Robinson, Vrabel, and Co. have no cap space this season and are already projected to be $15 million in the red next year.

They reportedly offered Brown $16 million per year with incentives that could’ve taken the contract to $20 million annually. After he rejected that deal, the Titans shipped him to the Philadelphia Eagles for first- and third-round picks. Brown subsequently inked a four-year, $100 million pact with the Eagles.

Tennessee used that first-rounder on a direct replacement for Brown. Arkansas wide receiver Treylon Burks was regularly compared to Brown throughout the draft process, and now he’ll step in as his immediate substitute. Burks will join a trade acquisition Robert Woods and free agent addition Austin Hooper on a Titans offense that is now without both Brown and Julio Jones.

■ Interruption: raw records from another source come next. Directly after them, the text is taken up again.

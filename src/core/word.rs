//! Word representation
//!
//! A Word stores a 5-letter word, normalized to uppercase, for classification and display.

use rustc_hash::FxHashMap;
use std::fmt;
use thiserror::Error;

/// Number of letters in every answer and guess
pub const WORD_LENGTH: usize = 5;

/// A 5-letter word, always stored uppercase
#[derive(Debug, Clone, PartialEq, Eq, Hash)]
pub struct Word {
    text: String,
    chars: [u8; WORD_LENGTH],
}

/// Error type for invalid words
#[derive(Debug, Clone, PartialEq, Eq, Error)]
pub enum WordError {
    #[error("word must be exactly 5 letters, got {0}")]
    InvalidLength(usize),
    #[error("word must contain only the letters A-Z")]
    InvalidCharacters,
}

impl Word {
    /// Create a new Word from a string
    ///
    /// The text is uppercased. Length is counted in characters, so a
    /// non-ASCII five-character input reports `InvalidCharacters`
    /// rather than a misleading byte length.
    ///
    /// # Errors
    /// Returns `WordError` if:
    /// - Length is not exactly 5
    /// - Contains anything other than ASCII letters
    ///
    /// # Examples
    /// ```
    /// use wordle_game::core::Word;
    ///
    /// let word = Word::new("water").unwrap();
    /// assert_eq!(word.text(), "WATER");
    ///
    /// assert!(Word::new("too long").is_err());
    /// assert!(Word::new("sh0rt").is_err());
    /// ```
    pub fn new(text: impl AsRef<str>) -> Result<Self, WordError> {
        let text = text.as_ref();

        let len = text.chars().count();
        if len != WORD_LENGTH {
            return Err(WordError::InvalidLength(len));
        }

        if !text.chars().all(|c| c.is_ascii_alphabetic()) {
            return Err(WordError::InvalidCharacters);
        }

        let text = text.to_ascii_uppercase();
        let mut chars = [0u8; WORD_LENGTH];
        chars.copy_from_slice(text.as_bytes());

        Ok(Self { text, chars })
    }

    /// Get the word as a string slice
    #[inline]
    #[must_use]
    pub fn text(&self) -> &str {
        &self.text
    }

    /// Get the word as a byte array
    #[inline]
    #[must_use]
    pub const fn chars(&self) -> &[u8; WORD_LENGTH] {
        &self.chars
    }

    /// Get the letter at a specific position (0-4)
    ///
    /// # Panics
    /// Panics if position >= 5
    #[inline]
    #[must_use]
    pub const fn char_at(&self, position: usize) -> u8 {
        self.chars[position]
    }

    /// Check if the word contains a specific letter
    #[inline]
    #[must_use]
    pub fn has_letter(&self, letter: u8) -> bool {
        self.chars.contains(&letter)
    }

    /// Count of each letter in the word
    #[must_use]
    pub fn char_counts(&self) -> FxHashMap<u8, u8> {
        let mut counts = FxHashMap::default();
        for &ch in &self.chars {
            *counts.entry(ch).or_insert(0) += 1;
        }
        counts
    }
}

impl fmt::Display for Word {
    fn fmt(&self, f: &mut fmt::Formatter<'_>) -> fmt::Result {
        write!(f, "{}", self.text)
    }
}

impl std::str::FromStr for Word {
    type Err = WordError;

    fn from_str(s: &str) -> Result<Self, Self::Err> {
        Self::new(s)
    }
}
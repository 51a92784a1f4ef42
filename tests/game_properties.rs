//! Property-based tests for classification and game sessions
//!
//! 1. **Letter budget**: a letter is never marked Correct or Present more
//!    often than it occurs in the answer
//! 2. **Exact positions**: Correct appears exactly where guess and answer agree
//! 3. **Session bounds**: a session never holds more than six guesses and
//!    stops accepting guesses once it has ended

use proptest::prelude::*;
use wordle_game::core::{LetterStatus, Word, classify};
use wordle_game::game::{GameError, GameSession, MAX_ATTEMPTS, Outcome};

// Small alphabet so repeated letters are common
fn word() -> impl Strategy<Value = Word> {
    "[A-E]{5}".prop_map(|s| Word::new(s).unwrap())
}

proptest! {
    #![proptest_config(ProptestConfig::with_cases(500))]

    #[test]
    fn prop_marks_never_exceed_answer_letters(guess in word(), answer in word()) {
        let classification = classify(&guess, &answer);

        for letter in b'A'..=b'E' {
            let marked = guess
                .chars()
                .iter()
                .zip(classification.iter())
                .filter(|&(&c, status)| c == letter && status != LetterStatus::Absent)
                .count();
            let available = answer.chars().iter().filter(|&&c| c == letter).count();
            prop_assert!(marked <= available);
        }
    }

    #[test]
    fn prop_correct_exactly_where_letters_match(guess in word(), answer in word()) {
        let classification = classify(&guess, &answer);

        for i in 0..5 {
            let matches = guess.char_at(i) == answer.char_at(i);
            prop_assert_eq!(classification.status_at(i) == LetterStatus::Correct, matches);
        }
        prop_assert_eq!(classification.is_perfect(), guess == answer);
    }

    #[test]
    fn prop_session_never_exceeds_six_guesses(
        answer in word(),
        guesses in prop::collection::vec(word(), 1..12),
    ) {
        let mut session = GameSession::new(answer.clone());

        for guess in &guesses {
            let was_over = session.is_over();
            let before = session.attempt_count();
            let result = session.submit_guess(guess.text());

            if was_over {
                prop_assert_eq!(result.unwrap_err(), GameError::SessionAlreadyEnded);
                prop_assert_eq!(session.attempt_count(), before);
            } else {
                let result = result.unwrap();
                prop_assert_eq!(session.attempt_count(), before + 1);
                if *guess == answer {
                    prop_assert_eq!(result.outcome, Outcome::Won);
                }
            }
            prop_assert!(session.attempt_count() <= MAX_ATTEMPTS);
        }

        if session.attempt_count() == MAX_ATTEMPTS {
            prop_assert!(session.is_over());
        }
    }

    #[test]
    fn prop_used_letters_cover_every_guess(
        answer in word(),
        guesses in prop::collection::vec(word(), 1..6),
    ) {
        let mut session = GameSession::new(answer);
        for guess in &guesses {
            if session.submit_guess(guess.text()).is_err() {
                break;
            }
        }

        for record in session.history() {
            for &c in record.guess.chars() {
                prop_assert!(session.used_letters().contains(char::from(c)));
            }
        }
        let letters = session.used_letters().sorted_letters();
        prop_assert!(letters.windows(2).all(|w| w[0] < w[1]));
    }
}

Derrick Henry will attempt to return to form behind an offensive line with questions. But all eyes will be on Ryan Tannehill, who is coming off his worst season as a Titan. He’s entering his age-34 campaign with a league-high $38.6 million cap hit in 2022.

Tennessee wisely pounced on the opportunity to select quarterback Malik Willis near the end of the third round. The rookie from Liberty will get time to develop behind Tannehill, but it’s not the end of the world for the Titans if he doesn’t hit.

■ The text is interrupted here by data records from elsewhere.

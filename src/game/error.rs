use thiserror::Error;

use crate::core::Word;
use crate::services::ServiceError;

/// Rejections raised by a [`GameSession`](super::GameSession)
///
/// Every variant is raised before any state is touched.
#[derive(Debug, Clone, PartialEq, Eq, Error)]
pub enum GameError {
    #[error("guess must be {expected} letters, got {actual}")]
    InvalidGuessLength { expected: usize, actual: usize },
    #[error("guess '{0}' must contain only the letters A-Z")]
    InvalidGuessCharacters(String),
    #[error("game already ended")]
    SessionAlreadyEnded,
}

/// Why a guess submitted through [`Game`](super::Game) was not scored
#[derive(Debug, Error)]
pub enum SubmitError {
    #[error(transparent)]
    Game(#[from] GameError),
    #[error("{0} is not a valid word")]
    NotAWord(Word),
    #[error("could not check {word}: {source}")]
    ValidationFailed {
        word: Word,
        #[source]
        source: ServiceError,
    },
}

impl SubmitError {
    /// Short message suitable for showing to the player
    #[must_use]
    pub fn user_message(&self) -> String {
        match self {
            Self::Game(GameError::InvalidGuessLength { expected, .. }) => {
                format!("Please enter a {expected}-letter word.")
            }
            Self::Game(GameError::InvalidGuessCharacters(_)) => {
                "Use letters only, try again.".to_string()
            }
            Self::Game(GameError::SessionAlreadyEnded) => {
                "The game is over. Start a new game to keep playing.".to_string()
            }
            Self::NotAWord(_) => "Not a valid word, try again.".to_string(),
            Self::ValidationFailed { .. } => "An error occurred. Please try again.".to_string(),
        }
    }
}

Willis typifies Tennessee’s reloading approach. He’s a lottery ticket. Once projected to go as high as No. 2 overall, Willis offers sky-high potential for the Titans, but his floor is also exceedingly low. He won’t be counted on next year unless things go terribly wrong, but Willis could be under center for Tennessee by 2023.

Despite Tennessee’s changes on offense, its strength is on the defensive side of the ball. This is a unit that ranked 10th in expected points added per play in the regular season before sacking Joe Burrow nine times in a Wild Card loss.

A defensive front that includes Jeffery Simmons, Harold Landry, and Bud Dupree is capable of wreaking havoc on most quarterbacks. But it’s Tennessee’s secondary which offers the most promise for the future.

The Titans have one of the NFL’s best safety duos in Kevin Byard and Amani Hooker, and they’ve taken a volume-based approach at cornerback. Corner is a position where teams need lots of bodies but might not require a superstar. With that in mind, Tennessee has kept throwing darts at CB, hoping that some will eventually hit.

Kristian Fulton has developed into a reliable option, and Elijah Molden showed ability in the slot during his rookie season. First-round CB Caleb Farley was the ultimate risk/reward selection in the 2021 draft after back injuries forced him down draft boards. He tore his ACL in Week 6, but that wasn’t related to his previous ailments.

In 2022, the Titans grabbed Auburn CB Roger McCreary on Day 2. He has extremely short arms for a corner, but he was able to regularly shut down SEC receivers with no problems. Given the assets they’ve shoved into the position group, it shouldn’t be a surprise if Tennessee boasts one of the AFC’s best secondaries this season.

The AFC is loaded again, and the AFC South (specifically the Colts) has gotten stronger, too. Tennessee should still compete in the division, but they’re no longer the clear favorites, and they’re certainly not viewed among the conference’s truly elite teams.

No NFL team wants to punt an entire season. Vrabel, who has never posted a losing season in four years in Tennessee, certainly isn’t going to wave the white flag. Instead, the Titans are rebuilding on the fly. Even if they don’t see immediate results, Tennessee’s long-term future is in a better place thanks to their offseason machinations.